---------- Exercise data
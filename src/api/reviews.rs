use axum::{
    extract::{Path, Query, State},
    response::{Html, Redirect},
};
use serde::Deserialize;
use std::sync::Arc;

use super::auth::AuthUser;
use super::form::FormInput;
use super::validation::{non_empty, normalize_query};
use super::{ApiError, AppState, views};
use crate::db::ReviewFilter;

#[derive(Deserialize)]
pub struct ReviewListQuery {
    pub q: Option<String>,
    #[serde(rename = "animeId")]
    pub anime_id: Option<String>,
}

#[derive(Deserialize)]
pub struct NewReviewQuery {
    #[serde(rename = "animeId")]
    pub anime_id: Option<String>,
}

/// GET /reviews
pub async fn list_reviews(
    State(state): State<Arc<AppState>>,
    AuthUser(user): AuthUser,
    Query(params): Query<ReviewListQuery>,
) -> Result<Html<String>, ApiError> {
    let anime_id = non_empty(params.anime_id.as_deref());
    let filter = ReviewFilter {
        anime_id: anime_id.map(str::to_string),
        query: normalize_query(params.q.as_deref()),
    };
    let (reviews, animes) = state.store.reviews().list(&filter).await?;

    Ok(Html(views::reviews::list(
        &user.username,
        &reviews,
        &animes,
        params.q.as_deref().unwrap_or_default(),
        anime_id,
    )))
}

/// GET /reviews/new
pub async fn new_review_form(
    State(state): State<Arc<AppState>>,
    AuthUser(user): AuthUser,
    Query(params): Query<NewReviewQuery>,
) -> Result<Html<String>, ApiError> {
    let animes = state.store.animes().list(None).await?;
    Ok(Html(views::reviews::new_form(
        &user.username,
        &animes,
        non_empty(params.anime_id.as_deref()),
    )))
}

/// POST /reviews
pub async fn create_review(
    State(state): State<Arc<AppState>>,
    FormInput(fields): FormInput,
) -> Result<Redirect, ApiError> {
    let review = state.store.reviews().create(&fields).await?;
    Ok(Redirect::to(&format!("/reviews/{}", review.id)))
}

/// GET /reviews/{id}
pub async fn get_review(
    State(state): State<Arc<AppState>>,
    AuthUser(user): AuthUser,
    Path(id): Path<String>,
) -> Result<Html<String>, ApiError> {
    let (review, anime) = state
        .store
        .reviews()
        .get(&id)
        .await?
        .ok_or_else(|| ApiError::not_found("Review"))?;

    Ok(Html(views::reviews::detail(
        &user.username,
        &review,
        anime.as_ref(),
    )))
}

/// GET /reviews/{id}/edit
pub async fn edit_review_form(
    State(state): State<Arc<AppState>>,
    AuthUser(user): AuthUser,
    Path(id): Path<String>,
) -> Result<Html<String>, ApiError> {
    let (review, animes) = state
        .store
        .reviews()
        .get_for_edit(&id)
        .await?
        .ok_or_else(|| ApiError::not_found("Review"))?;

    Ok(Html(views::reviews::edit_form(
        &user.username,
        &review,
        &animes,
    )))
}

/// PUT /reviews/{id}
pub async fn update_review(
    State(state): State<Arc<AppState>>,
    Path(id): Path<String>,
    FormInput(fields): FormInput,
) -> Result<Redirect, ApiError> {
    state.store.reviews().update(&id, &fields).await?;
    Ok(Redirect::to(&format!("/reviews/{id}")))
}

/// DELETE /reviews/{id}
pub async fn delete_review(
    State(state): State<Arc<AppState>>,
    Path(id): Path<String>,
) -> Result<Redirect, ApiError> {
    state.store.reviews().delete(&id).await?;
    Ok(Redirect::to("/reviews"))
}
--------------------
- [What you will do] The data above must be returned in full, exactly as written.

- [Response below]
filename src/api/reviews.rs
use axum::{
    extract::{Path, Query, State},
    response::{Html, Redirect},
};
use serde::Deserialize;
use std::sync::Arc;

use super::auth::AuthUser;
use super::form::FormInput;
use super::validation::{non_empty, normalize_query};
use super::{ApiError, AppState, views};
use crate::db::ReviewFilter;

#[derive(Deserialize)]
pub struct ReviewListQuery {
    pub q: Option<String>,
    #[serde(rename = "animeId")]
    pub anime_id: Option<String>,
}

#[derive(Deserialize)]
pub struct NewReviewQuery {
    #[serde(rename = "animeId")]
    pub anime_id: Option<String>,
}

/// GET /reviews
pub async fn list_reviews(
    State(state): State<Arc<AppState>>,
    AuthUser(user): AuthUser,
    Query(params): Query<ReviewListQuery>,
) -> Result<Html<String>, ApiError> {
    let anime_id = non_empty(params.anime_id.as_deref());
    let filter = ReviewFilter {
        anime_id: anime_id.map(str::to_string),
        query: normalize_query(params.q.as_deref()),
    };
    let (reviews, animes) = state.store.reviews().list(&filter).await?;

    Ok(Html(views::reviews::list(
        &user.username,
        &reviews,
        &animes,
        params.q.as_deref().unwrap_or_default(),
        anime_id,
    )))
}

/// GET /reviews/new
pub async fn new_review_form(
    State(state): State<Arc<AppState>>,
    AuthUser(user): AuthUser,
    Query(params): Query<NewReviewQuery>,
) -> Result<Html<String>, ApiError> {
    let animes = state.store.animes().list(None).await?;
    Ok(Html(views::reviews::new_form(
        &user.username,
        &animes,
        non_empty(params.anime_id.as_deref()),
    )))
}

/// POST /reviews
pub async fn create_review(
    State(state): State<Arc<AppState>>,
    FormInput(fields): FormInput,
) -> Result<Redirect, ApiError> {
    let review = state.store.reviews().create(&fields).await?;
    Ok(Redirect::to(&format!("/reviews/{}", review.id)))
}

/// GET /reviews/{id}
pub async fn get_review(
    State(state): State<Arc<AppState>>,
    AuthUser(user): AuthUser,
    Path(id): Path<String>,
) -> Result<Html<String>, ApiError> {
    let (review, anime) = state
        .store
        .reviews()
        .get(&id)
        .await?
        .ok_or_else(|| ApiError::not_found("Review"))?;

    Ok(Html(views::reviews::detail(
        &user.username,
        &review,
        anime.as_ref(),
    )))
}

/// GET /reviews/{id}/edit
pub async fn edit_review_form(
    State(state): State<Arc<AppState>>,
    AuthUser(user): AuthUser,
    Path(id): Path<String>,
) -> Result<Html<String>, ApiError> {
    let (review, animes) = state
        .store
        .reviews()
        .get_for_edit(&id)
        .await?
        .ok_or_else(|| ApiError::not_found("Review"))?;

    Ok(Html(views::reviews::edit_form(
        &user.username,
        &review,
        &animes,
    )))
}

/// PUT /reviews/{id}
pub async fn update_review(
    State(state): State<Arc<AppState>>,
    Path(id): Path<String>,
    FormInput(fields): FormInput,
) -> Result<Redirect, ApiError> {
    state.store.reviews().update(&id, &fields).await?;
    Ok(Redirect::to(&format!("/reviews/{id}")))
}

/// DELETE /reviews/{id}
pub async fn delete_review(
    State(state): State<Arc<AppState>>,
    Path(id): Path<String>,
) -> Result<Redirect, ApiError> {
    state.store.reviews().delete(&id).await?;
    Ok(Redirect::to("/reviews"))
}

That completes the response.